● Aim of the exercise: Go through the material that comes after this and count the lines containing "WriteNoResponse"; report only the count.

------------

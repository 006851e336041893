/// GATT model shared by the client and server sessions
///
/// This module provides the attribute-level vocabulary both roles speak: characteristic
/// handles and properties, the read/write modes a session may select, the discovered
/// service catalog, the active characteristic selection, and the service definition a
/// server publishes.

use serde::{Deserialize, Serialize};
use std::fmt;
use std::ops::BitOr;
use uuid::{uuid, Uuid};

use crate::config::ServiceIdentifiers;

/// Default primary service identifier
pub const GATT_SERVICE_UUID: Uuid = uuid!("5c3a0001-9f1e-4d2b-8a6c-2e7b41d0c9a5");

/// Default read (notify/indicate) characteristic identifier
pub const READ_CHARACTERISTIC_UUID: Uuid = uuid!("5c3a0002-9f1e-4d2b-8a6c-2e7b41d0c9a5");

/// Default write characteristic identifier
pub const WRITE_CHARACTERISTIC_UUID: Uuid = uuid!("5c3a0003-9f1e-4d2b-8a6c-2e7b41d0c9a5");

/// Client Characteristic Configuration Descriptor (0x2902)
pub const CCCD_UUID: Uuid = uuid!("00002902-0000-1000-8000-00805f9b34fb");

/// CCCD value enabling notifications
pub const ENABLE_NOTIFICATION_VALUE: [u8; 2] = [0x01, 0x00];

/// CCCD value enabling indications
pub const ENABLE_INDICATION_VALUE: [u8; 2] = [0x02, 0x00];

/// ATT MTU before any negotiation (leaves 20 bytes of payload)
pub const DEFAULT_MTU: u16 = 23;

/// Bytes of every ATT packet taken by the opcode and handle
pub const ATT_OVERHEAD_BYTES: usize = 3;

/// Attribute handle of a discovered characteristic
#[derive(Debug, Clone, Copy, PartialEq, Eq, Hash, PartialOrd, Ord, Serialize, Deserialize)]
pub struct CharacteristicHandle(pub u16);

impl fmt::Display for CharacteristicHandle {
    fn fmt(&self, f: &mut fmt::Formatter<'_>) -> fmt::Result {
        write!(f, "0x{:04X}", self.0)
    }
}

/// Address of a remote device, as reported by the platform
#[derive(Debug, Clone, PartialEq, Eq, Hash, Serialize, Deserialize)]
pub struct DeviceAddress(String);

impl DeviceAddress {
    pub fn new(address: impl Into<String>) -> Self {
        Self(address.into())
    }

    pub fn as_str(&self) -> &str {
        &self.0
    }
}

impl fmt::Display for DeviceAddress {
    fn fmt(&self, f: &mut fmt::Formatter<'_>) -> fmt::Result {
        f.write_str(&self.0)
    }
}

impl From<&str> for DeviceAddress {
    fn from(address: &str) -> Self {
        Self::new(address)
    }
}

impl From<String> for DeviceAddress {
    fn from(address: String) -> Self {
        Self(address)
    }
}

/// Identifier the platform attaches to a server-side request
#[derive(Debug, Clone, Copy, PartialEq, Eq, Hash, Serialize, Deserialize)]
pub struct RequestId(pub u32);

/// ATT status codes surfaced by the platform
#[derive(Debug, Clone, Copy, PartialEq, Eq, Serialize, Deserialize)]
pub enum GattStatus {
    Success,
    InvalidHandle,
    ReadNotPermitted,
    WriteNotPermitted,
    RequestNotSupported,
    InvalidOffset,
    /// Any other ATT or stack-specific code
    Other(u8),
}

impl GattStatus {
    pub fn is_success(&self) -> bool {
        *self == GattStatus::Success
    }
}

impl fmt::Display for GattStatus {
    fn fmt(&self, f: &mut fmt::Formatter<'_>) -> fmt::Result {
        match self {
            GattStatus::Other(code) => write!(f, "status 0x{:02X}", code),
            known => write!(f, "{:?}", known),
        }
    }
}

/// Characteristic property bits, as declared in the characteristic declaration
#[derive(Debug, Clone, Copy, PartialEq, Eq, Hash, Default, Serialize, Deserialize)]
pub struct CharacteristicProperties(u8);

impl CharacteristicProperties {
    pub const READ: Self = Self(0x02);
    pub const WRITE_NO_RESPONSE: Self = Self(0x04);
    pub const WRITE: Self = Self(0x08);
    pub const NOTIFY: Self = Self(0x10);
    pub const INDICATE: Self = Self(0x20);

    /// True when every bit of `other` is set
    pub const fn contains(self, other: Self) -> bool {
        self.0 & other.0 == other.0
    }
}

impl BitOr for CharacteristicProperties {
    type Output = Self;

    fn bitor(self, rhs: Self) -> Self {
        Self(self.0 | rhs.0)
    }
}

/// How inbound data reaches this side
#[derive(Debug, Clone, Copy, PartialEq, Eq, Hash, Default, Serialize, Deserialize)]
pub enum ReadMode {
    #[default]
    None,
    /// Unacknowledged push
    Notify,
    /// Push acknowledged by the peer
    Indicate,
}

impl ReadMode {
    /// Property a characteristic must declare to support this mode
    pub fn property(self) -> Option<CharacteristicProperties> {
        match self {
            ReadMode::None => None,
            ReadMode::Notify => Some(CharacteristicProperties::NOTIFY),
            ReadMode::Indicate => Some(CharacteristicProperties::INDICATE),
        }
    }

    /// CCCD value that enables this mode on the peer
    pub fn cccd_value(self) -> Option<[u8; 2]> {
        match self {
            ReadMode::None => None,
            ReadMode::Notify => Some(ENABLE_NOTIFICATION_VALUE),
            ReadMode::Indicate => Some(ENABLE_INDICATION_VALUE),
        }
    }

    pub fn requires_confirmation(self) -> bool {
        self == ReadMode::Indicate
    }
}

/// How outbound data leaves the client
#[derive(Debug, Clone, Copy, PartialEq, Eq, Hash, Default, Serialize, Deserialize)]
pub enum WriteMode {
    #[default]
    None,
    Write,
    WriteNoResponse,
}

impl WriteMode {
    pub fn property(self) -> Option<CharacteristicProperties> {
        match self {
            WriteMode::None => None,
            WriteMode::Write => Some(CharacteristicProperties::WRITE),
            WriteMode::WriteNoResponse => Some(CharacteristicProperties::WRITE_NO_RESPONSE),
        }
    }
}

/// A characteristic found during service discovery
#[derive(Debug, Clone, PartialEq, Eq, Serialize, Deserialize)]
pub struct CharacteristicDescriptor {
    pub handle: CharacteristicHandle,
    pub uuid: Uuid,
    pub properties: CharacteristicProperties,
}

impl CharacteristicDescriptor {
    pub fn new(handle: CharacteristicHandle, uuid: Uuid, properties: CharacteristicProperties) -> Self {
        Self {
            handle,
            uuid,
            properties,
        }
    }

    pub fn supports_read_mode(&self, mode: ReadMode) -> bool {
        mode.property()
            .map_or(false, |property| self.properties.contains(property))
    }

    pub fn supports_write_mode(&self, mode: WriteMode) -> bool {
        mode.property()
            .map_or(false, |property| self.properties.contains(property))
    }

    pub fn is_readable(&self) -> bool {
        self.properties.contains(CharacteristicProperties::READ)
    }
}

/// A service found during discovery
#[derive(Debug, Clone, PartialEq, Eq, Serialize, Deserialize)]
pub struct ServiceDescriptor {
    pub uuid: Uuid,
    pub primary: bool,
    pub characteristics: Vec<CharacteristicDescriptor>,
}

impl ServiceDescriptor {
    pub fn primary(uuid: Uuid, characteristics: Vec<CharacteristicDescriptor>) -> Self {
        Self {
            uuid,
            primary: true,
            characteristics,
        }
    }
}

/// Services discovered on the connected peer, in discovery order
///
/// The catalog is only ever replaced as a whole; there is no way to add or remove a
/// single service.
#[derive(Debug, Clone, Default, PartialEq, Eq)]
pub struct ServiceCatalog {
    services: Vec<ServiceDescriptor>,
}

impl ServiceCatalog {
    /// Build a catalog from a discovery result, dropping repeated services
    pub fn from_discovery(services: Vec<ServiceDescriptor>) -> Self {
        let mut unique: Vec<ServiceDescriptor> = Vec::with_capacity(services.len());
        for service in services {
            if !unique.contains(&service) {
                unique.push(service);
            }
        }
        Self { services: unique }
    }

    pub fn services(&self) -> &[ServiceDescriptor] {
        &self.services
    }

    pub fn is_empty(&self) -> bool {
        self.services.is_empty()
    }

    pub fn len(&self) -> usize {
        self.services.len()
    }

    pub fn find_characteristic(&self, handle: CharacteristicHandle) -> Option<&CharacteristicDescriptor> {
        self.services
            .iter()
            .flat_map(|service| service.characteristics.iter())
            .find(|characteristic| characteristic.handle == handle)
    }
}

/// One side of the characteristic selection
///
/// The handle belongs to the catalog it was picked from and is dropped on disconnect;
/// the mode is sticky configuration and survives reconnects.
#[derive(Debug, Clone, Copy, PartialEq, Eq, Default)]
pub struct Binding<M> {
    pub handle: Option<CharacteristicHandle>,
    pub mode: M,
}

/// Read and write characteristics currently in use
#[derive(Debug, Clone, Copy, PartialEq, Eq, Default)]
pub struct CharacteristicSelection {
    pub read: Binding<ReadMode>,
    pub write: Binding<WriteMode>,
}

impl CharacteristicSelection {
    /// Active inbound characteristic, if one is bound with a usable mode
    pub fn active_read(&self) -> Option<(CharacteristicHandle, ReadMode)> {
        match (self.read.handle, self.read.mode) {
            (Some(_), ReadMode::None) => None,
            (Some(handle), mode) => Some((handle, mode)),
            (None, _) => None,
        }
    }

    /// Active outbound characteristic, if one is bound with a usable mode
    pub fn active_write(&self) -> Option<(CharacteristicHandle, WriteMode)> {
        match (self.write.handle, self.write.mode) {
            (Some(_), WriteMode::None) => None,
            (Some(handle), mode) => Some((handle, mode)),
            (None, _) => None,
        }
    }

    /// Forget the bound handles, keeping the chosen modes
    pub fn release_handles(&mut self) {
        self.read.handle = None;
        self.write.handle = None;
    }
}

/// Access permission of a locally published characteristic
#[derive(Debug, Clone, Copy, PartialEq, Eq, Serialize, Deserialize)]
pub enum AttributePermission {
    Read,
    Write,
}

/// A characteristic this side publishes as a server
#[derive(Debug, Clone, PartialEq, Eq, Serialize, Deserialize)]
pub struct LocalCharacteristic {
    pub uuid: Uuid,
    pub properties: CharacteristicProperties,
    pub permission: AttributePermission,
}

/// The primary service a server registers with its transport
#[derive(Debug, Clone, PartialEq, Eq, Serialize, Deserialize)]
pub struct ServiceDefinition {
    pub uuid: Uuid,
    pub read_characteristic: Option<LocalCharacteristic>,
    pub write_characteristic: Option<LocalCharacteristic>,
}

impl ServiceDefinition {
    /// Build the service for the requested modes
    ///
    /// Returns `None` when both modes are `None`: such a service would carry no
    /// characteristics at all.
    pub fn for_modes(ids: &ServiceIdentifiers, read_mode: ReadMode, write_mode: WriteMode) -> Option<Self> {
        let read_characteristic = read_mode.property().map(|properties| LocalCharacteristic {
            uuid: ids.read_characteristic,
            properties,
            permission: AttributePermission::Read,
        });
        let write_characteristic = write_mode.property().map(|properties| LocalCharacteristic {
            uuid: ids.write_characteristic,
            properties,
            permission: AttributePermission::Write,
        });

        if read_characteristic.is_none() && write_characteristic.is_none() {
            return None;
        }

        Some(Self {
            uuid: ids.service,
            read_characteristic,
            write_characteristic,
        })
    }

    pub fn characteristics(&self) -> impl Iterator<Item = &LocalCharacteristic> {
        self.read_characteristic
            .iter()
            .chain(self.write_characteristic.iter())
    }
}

------------

● Your solution: 2